* [What to do] Copy all lines containing the string "updated" from the records below.

* [Source data]
#[async_trait]
impl DiseaseHistoryService for DiseaseHistoryServiceComponent {
    async fn add_history(&self, request: AddHistoryRequest) -> ClinicaResult<DiseaseHistory> {
        debug!("Adding disease history {} to patient {}", request.id, request.patient_id);

        request.validate_request()?;
        let entry = request.into_entry();

        if self.repository.history_exists(&entry.id).await? {
            return Err(ClinicaError::conflict("History ID already exists"));
        }

        if !self.repository.push_history(&entry).await? {
            return Err(ClinicaError::not_found("Patient", &entry.patient_id));
        }

        self.invalidate_owner_views(&entry.patient_id).await;
        self.cache_aside().populate_history_entry(&entry).await;

        info!("Disease history added: {} (patient {})", entry.id, entry.patient_id);
        Ok(entry)
    }

    async fn get_history_entry(
        &self,
        id: &HistoryId,
        patient_id: Option<&PatientId>,
    ) -> ClinicaResult<DiseaseHistory> {
        debug!("Getting disease history: {} (patient {:?})", id, patient_id);

        require_history_id(id)?;

        let entry = match patient_id {
            Some(owner) => {
                require_patient_id(owner)?;
                self.cache_aside()
                    .read_history_entry(owner, id, || self.load_entry(id, owner))
                    .await?
            }
            // Without the owner there is no key to consult
            None => {
                let entry = self
                    .repository
                    .find_by_history_id(id)
                    .await?
                    .and_then(|patient| patient.history_entry(id).cloned());
                if let Some(entry) = &entry {
                    self.cache_aside().populate_history_entry(entry).await;
                }
                entry
            }
        };

        entry.ok_or_else(|| ClinicaError::not_found("DiseaseHistory", id))
    }

    async fn list_history(&self, filter: DiseaseHistoryFilter) -> ClinicaResult<Vec<DiseaseHistory>> {
        debug!(
            "Listing disease history, id: {:?}, patient: {:?}",
            filter.history_id(),
            filter.patient_id()
        );

        self.cache_aside()
            .read_list(&cache_keys::history_list(&filter), || {
                self.repository.find_history(&filter)
            })
            .await
    }

    async fn update_history(&self, id: &HistoryId, request: UpdateHistoryRequest) -> ClinicaResult<DiseaseHistory> {
        debug!("Updating disease history: {}", id);

        require_history_id(id)?;
        request.validate_request()?;

        let owner = request.owner();
        let updated = self
            .repository
            .set_history_name(id, owner.as_ref(), &request.diseases_name)
            .await?
            .ok_or_else(|| ClinicaError::not_found("DiseaseHistory", id))?;

        self.invalidate_owner_views(&updated.patient_id).await;
        self.cache_aside().populate_history_entry(&updated).await;

        info!("Disease history updated: {} (patient {})", id, updated.patient_id);
        Ok(updated)
    }

    async fn delete_history(&self, id: &HistoryId) -> ClinicaResult<()> {
        debug!("Deleting disease history: {}", id);

        require_history_id(id)?;

        let owner = self
            .repository
            .pull_history(id)
            .await?
            .ok_or_else(|| ClinicaError::not_found("DiseaseHistory", id))?;

        self.cache_aside()
            .invalidate(&[cache_keys::history_entry(&owner, id)])
            .await;
        self.invalidate_owner_views(&owner).await;

        info!("Disease history deleted: {} (patient {})", id, owner);
        Ok(())
    }

    async fn warm_patient_history(&self, patient_id: &PatientId) -> ClinicaResult<usize> {
        debug!("Caching disease history for patient: {}", patient_id);

        require_patient_id(patient_id)?;
        if !self.cache.is_enabled() {
            return Err(ClinicaError::Cache("Cache is disabled".to_string()));
        }

        let patient = self
            .repository
            .find_by_id(patient_id)
            .await?
            .ok_or_else(|| ClinicaError::not_found("Patient", patient_id))?;

        let aside = self.cache_aside();
        for entry in &patient.disease_history {
            aside.store_history_entry(entry).await?;
        }

        info!(
            "Cached {} disease history entries for patient {}",
            patient.disease_history.len(),
            patient_id
        );
        Ok(patient.disease_history.len())
    }
}

impl std::fmt::Debug for DiseaseHistoryServiceComponent {
    fn fmt(&self, f: &mut std::fmt::Formatter<'_>) -> std::fmt::Result {
        f.debug_struct("DiseaseHistoryServiceComponent").finish_non_exhaustive()
    }
}
//! Online-status service trait definition.

use clinica_core::{ClinicaResult, Interface, PatientId};
use async_trait::async_trait;

/// Cache-native presence flags.
///
/// Flags have no store counterpart. An expired or never-set flag reads as
/// offline.
#[async_trait]
pub trait PresenceService: Interface + Send + Sync {
    /// Sets a patient's online flag and restarts its expiry.
    async fn set_online_status(&self, patient_id: &PatientId, online: bool) -> ClinicaResult<()>;

    /// Returns true only while an unexpired `true` flag is held.
    async fn is_online(&self, patient_id: &PatientId) -> ClinicaResult<bool>;
}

* [Completed task]
        let updated = self
        self.invalidate_owner_views(&updated.patient_id).await;
        self.cache_aside().populate_history_entry(&updated).await;
        info!("Disease history updated: {} (patient {})", id, updated.patient_id);
        Ok(updated)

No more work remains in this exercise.